The Temporary Wage Subsidy Scheme provided to employers during the early months of the pandemic provided a subsidy to the employer of 85% of the weekly average take-home pay for any worker earning under €412.

But the Employment Wage Subsidy Scheme brought in to replace it in September 2020 provided no subsidy for a worker earning under €151.50 gross per week.

Ms O’Connor said the operations manager met her to discuss the subsidy on August 29th, 2020 and was told the company owners “wanted to dismiss anyone in respect of whom they would not benefit from the new EWSS”.

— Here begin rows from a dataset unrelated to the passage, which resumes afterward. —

//! Property-based tests over the object model.

use ferrydb_client::MutableDocument;
use ferrydb_testkit::prelude::*;
use proptest::prelude::*;

proptest! {
    /// Any body built from the boundary's JSON contract survives a
    /// save/get round trip unchanged.
    #[test]
    fn bodies_round_trip_through_save_and_get(
        id in doc_id_strategy(),
        body in document_body_strategy(),
    ) {
        with_memory_db(|db| {
            let doc = MutableDocument::with_id(db, &id).unwrap();
            doc.set_value(&body).unwrap();
            prop_assert!(db.save_document(&doc).unwrap());

            let fetched = db.get_document(&id).unwrap().unwrap();
            prop_assert_eq!(fetched.to_value().unwrap(), body);
            Ok(())
        })?;
    }

    /// Re-saving under the same id always leaves the second body.
    #[test]
    fn overwrite_keeps_the_last_body(
        id in doc_id_strategy(),
        first in document_body_strategy(),
        second in document_body_strategy(),
    ) {
        with_memory_db(|db| {
            save_json(db, &id, &first);
            save_json(db, &id, &second);
            prop_assert_eq!(read_json(db, &id), Some(second));
            Ok(())
        })?;
    }

    /// Query parameter sets round-trip as whole JSON objects.
    #[test]
    fn parameters_round_trip(parameters in parameters_strategy()) {
        with_memory_db(|db| {
            let query = db
                .create_query(ferrydb_client::QueryLanguage::Json, "{}")
                .unwrap();
            query.set_parameters(&parameters.to_string()).unwrap();
            let read: serde_json::Value =
                serde_json::from_str(&query.parameters().unwrap()).unwrap();
            prop_assert_eq!(read, parameters);
            Ok(())
        })?;
    }
}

She said she phoned a politician on August 31st to ask whether any exceptions to the income limits were being considered for employers who hired people on disability allowance.

The politician advised her “no such exceptions were being made” and when she met the company’s operations manger again on September 2nd she advised her of the position.

The operations manager told her that since no exceptions were being made and she was unable to work longer hours her job was being immediately terminated.

The firm argued its management spoke to all of its staff in September 2020 about their working hours, which had been affected by both the pandemic and the shortened tourist season.

The company said Ms O’Connor was given the option to cut her hours further or increase them to three days a week on a job share with another worker.

Ms O’Connor was “happy to go on the Pandemic Unemployment Payment because it made financial sense”, it submitted.

The operations manager said she discussed an increase in hours with Ms O’Connor, but disputed the rest of her account of their conversation, the WRC heard.

The company’s position was that Ms O’Connor had not been dismissed – but had been told she would be brought back in when trade recovered.

In his decision, adjudicating officer Breiffni O’Neill wrote that he preferred the evidence of the complainant.

He found Ms O’Connor had been dismissed and that she had established a prima facie case of discrimination on the grounds of disability which the company had “failed to rebut”.

Mr O’Neill found she was discriminatorily dismissed from her employment because her disability prevented her from working the longer hours suggested and because she was not afforded the opportunity to either continue working her normal hours or work fewer hours, as her employer would then have been unable to avail of the wage subsidy scheme.

However, as Ms O’Connor said she was prepared to go back to work with the company given the opportunity, this suggested she was “not very negatively affected” and had suffered no financial loss either.

He ordered the company to pay Ms O’Connor 26 weeks’ pay – €3,200 – for the discrimination.

Mr O’Neill made a compensation order for a further €480 against the company for four weeks’ pay for the failure to provide minimum notice.

He also ordered the company to pay €18.80 for the 188 hours she worked while receiving ten cent under the minimum wage, bringing the total compensation package to €3,698.80.